Supplied records
== Segment start ==

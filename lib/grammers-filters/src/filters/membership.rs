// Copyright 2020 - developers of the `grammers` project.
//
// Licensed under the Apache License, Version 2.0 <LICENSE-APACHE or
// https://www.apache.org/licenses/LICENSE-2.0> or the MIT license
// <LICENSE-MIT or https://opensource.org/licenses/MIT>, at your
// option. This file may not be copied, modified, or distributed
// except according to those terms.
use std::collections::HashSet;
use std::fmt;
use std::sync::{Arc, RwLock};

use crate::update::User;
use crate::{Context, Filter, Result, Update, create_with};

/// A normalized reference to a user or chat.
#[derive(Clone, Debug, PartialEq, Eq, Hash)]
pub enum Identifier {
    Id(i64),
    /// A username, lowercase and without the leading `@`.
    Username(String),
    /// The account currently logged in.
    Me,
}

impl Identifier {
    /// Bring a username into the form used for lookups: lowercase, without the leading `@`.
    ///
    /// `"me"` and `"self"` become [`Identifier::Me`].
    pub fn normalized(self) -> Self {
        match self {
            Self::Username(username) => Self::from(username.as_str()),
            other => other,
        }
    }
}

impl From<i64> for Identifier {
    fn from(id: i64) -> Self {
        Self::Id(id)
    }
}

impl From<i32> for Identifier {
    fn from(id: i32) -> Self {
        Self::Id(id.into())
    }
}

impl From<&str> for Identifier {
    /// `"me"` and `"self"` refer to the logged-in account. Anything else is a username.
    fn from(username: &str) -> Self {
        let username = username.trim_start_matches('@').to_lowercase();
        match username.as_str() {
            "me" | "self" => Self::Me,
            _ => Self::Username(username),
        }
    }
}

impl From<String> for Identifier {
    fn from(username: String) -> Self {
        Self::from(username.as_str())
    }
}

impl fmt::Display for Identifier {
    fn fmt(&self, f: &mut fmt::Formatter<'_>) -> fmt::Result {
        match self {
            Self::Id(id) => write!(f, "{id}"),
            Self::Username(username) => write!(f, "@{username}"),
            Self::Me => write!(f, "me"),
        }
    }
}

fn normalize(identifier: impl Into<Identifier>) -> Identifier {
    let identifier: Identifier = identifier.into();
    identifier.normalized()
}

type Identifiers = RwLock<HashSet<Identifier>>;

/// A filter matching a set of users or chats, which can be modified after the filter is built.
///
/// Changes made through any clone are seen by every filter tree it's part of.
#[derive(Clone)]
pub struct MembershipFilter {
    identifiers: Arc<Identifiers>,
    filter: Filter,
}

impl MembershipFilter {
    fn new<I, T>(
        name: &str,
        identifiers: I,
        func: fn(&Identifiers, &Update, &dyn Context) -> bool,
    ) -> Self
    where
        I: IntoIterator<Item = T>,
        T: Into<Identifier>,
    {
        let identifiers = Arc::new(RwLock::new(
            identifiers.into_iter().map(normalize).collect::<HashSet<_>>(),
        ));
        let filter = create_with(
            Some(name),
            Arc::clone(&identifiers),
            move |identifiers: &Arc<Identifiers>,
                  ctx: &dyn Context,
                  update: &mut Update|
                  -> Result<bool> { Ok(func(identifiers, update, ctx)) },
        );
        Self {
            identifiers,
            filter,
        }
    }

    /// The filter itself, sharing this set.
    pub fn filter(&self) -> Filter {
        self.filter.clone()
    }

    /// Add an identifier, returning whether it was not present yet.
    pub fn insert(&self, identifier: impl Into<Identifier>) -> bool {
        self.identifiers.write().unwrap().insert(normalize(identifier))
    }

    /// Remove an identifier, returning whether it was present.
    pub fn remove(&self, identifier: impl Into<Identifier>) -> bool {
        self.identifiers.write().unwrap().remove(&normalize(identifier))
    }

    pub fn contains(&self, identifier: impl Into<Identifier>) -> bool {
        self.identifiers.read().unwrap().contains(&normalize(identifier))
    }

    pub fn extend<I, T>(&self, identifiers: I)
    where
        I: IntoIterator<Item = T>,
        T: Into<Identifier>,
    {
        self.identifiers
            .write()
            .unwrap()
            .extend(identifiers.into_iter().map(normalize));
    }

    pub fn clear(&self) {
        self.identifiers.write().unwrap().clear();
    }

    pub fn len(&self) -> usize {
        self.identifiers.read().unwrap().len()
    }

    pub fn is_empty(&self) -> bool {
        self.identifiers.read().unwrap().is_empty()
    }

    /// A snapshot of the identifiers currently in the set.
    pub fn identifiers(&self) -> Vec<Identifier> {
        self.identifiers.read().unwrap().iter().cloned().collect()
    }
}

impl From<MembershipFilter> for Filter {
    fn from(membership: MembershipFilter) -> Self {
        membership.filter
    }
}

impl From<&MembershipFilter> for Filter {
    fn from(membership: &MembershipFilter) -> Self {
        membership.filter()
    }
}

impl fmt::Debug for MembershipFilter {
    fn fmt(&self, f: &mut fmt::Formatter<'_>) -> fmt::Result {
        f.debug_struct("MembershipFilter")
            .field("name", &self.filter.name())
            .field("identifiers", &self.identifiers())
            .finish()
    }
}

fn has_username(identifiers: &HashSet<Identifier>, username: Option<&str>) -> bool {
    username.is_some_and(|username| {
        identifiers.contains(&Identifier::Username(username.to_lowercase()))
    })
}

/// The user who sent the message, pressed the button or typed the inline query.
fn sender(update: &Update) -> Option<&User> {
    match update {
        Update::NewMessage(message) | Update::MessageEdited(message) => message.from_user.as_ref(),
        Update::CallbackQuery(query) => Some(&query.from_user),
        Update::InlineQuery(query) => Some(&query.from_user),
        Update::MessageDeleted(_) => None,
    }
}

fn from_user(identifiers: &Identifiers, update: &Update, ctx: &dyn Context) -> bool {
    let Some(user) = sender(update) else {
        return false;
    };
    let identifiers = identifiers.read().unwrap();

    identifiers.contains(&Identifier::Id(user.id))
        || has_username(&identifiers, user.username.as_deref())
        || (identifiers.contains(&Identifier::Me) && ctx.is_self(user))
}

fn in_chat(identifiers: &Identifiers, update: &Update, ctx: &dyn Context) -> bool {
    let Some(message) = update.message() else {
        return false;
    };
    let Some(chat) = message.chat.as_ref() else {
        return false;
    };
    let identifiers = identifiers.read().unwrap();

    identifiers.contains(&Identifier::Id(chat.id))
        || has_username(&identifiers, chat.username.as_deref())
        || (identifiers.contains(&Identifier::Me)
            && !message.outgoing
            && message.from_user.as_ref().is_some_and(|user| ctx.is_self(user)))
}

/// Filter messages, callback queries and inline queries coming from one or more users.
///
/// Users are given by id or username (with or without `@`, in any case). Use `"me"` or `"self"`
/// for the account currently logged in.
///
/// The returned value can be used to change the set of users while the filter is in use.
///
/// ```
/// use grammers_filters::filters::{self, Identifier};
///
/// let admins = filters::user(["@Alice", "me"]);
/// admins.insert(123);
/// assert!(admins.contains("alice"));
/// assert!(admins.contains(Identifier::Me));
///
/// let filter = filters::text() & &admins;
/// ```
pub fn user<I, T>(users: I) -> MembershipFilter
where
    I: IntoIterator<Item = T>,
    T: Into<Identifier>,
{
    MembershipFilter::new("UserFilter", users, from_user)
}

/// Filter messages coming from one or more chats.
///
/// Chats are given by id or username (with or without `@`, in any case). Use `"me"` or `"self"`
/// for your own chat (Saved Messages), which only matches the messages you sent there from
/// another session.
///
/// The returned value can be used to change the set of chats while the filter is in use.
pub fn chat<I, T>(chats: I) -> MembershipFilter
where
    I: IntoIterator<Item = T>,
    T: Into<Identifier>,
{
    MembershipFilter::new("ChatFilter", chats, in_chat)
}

== Segment end ==
== Segment start ==

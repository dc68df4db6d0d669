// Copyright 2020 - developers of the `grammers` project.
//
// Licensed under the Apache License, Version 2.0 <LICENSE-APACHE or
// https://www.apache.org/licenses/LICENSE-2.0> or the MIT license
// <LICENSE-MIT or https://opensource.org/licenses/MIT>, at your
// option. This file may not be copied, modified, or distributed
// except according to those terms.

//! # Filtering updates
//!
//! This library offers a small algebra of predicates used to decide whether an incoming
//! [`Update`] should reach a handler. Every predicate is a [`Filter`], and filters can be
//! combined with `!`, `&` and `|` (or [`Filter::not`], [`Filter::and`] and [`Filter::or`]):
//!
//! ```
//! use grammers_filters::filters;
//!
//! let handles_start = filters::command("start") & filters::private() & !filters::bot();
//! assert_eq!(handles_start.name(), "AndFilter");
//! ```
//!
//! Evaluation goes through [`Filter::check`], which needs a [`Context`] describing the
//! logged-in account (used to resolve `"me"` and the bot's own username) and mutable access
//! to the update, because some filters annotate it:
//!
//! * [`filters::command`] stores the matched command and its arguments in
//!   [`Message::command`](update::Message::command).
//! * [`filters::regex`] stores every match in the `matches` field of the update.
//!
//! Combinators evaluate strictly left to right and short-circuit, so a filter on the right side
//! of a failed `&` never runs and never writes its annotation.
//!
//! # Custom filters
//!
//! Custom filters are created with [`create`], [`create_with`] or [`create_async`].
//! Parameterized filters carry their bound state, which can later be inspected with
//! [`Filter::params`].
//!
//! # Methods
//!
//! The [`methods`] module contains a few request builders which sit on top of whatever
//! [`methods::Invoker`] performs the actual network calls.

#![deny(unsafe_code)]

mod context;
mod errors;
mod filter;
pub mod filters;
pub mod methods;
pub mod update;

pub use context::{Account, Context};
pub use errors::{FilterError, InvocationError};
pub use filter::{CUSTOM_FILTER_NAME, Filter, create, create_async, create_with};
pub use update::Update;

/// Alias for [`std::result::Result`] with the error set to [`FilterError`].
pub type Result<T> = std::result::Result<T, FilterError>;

== Segment end ==

Aim of the exercise
Whenever a line includes the word "present", pull it out of the entries.

Task solution
    /// Add an identifier, returning whether it was not present yet.
    /// Remove an identifier, returning whether it was present.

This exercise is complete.